Chicken and California Avocado Skillet Chilaquiles
Recipe courtesy of California Avocado Commission.
1 cup tomato salsa, medium heat
2 cups low sodium chicken broth
1/2 cup half-and-half
1 cup shredded cooked chicken
6 cups corn tortilla chips
1 cup cubed panela cheese (fresh mozzarella may be substituted)
2 ripe fresh California Avocados*, seeded, peeled and cut into 1/2-inch dice
1/2 small red onion, finely diced
1 jalapeño pepper, stemmed, seeded, if desired and minced
1/2 bunch cilantro, washed, dried and chopped
Salt, to taste
Freshly ground black pepper, to taste
1 lime, cut into wedges
1/4 cup sour cream
- In a wide skillet, bring salsa, chicken broth and half-and-half to a boil.
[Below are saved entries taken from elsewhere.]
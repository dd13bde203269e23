// Copyright (c) Contributors to the pinenv project.
// SPDX-License-Identifier: Apache-2.0

//! User configuration, layered from a config file and `PINENV_*` variables.

use std::path::{Path, PathBuf};

use serde::{Deserialize, Serialize};

#[cfg(test)]
#[path = "./config_test.rs"]
mod config_test;

/// Prefix for configuration environment variables.
pub const ENV_PREFIX: &str = "PINENV";

/// Maps an index location onto a local directory holding its snapshots.
#[derive(Debug, Clone, Deserialize, Serialize, PartialEq, Eq)]
pub struct IndexAlias {
    pub location: String,
    pub path: PathBuf,
}

/// Settings shared by every pinenv command.
#[derive(Debug, Clone, Deserialize, Serialize, PartialEq, Eq)]
#[serde(default)]
pub struct Settings {
    /// How many times an unavailable source is retried.
    pub retries: usize,

    /// Base delay for exponential backoff between retries.
    pub retry_delay_ms: u64,

    /// Shell used by `pinenv enter` when no command is given.
    pub shell: Option<String>,

    /// Local mirrors for remote index locations.
    pub index_aliases: Vec<IndexAlias>,

    /// Store artifact paths are validated against before a session starts:
    /// `local`, `daemon`, or a store URI.
    pub store: Option<String>,
}

impl Default for Settings {
    fn default() -> Self {
        Self {
            retries: 3,
            retry_delay_ms: 200,
            shell: None,
            index_aliases: Vec::new(),
            store: None,
        }
    }
}

impl Settings {
    /// Default location of the user config file.
    pub fn default_path() -> Option<PathBuf> {
        dirs::config_dir().map(|d| d.join("pinenv").join("config.yaml"))
    }

    /// Load settings from the default config file, if any, and the
    /// environment.
    pub fn load() -> crate::Result<Self> {
        Self::load_from(Self::default_path().as_deref())
    }

    /// Load settings from `path` (optional on disk) overlaid with
    /// `PINENV_*` environment variables.
    pub fn load_from(path: Option<&Path>) -> crate::Result<Self> {
        let mut builder = config::Config::builder();
        if let Some(path) = path {
            tracing::debug!(path = %path.display(), "loading settings");
            builder = builder.add_source(
                config::File::from(path)
                    .format(config::FileFormat::Yaml)
                    .required(false),
            );
        }
        let settings = builder
            .add_source(config::Environment::with_prefix(ENV_PREFIX).try_parsing(true))
            .build()?
            .try_deserialize()?;
        Ok(settings)
    }
}
// Copyright (c) Contributors to the pinenv project.
// SPDX-License-Identifier: Apache-2.0

//! Platform identifiers used as default environment names.

use once_cell::sync::Lazy;

static CURRENT_PLATFORM: Lazy<String> =
    Lazy::new(|| platform_identifier(std::env::consts::ARCH, std::env::consts::OS));

/// Identifier of the running platform, e.g. `x86_64-linux`.
pub fn current_platform() -> &'static str {
    &CURRENT_PLATFORM
}

/// Build a `<arch>-<os>` identifier; macOS is spelled `darwin`.
pub fn platform_identifier(arch: &str, os: &str) -> String {
    let os = match os {
        "macos" => "darwin",
        other => other,
    };
    format!("{arch}-{os}")
}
Add chicken and tortilla chips, mixing gently to coat each chip while simmering for 1 to 2 minutes.
- When some of the chips have moistened and begun to break up, but others are still holding their shape, add cheese. Continue stirring gently for another minute to distribute cheese evenly.
- Add avocado, onion, jalapeño pepper and cilantro; stir well to distribute. Cook for 1 minute, just to heat through. Add salt and pepper, to taste. Remove from stovetop and divide evenly among warmed plates. Top with a squeeze of lime and a dollop of sour cream, and serve immediately.
Makes 4 servings.
*Large avocados are recommended for this recipe. A large avocado averages about 8 ounces If using smaller or larger size avocados adjust the quantity accordingly.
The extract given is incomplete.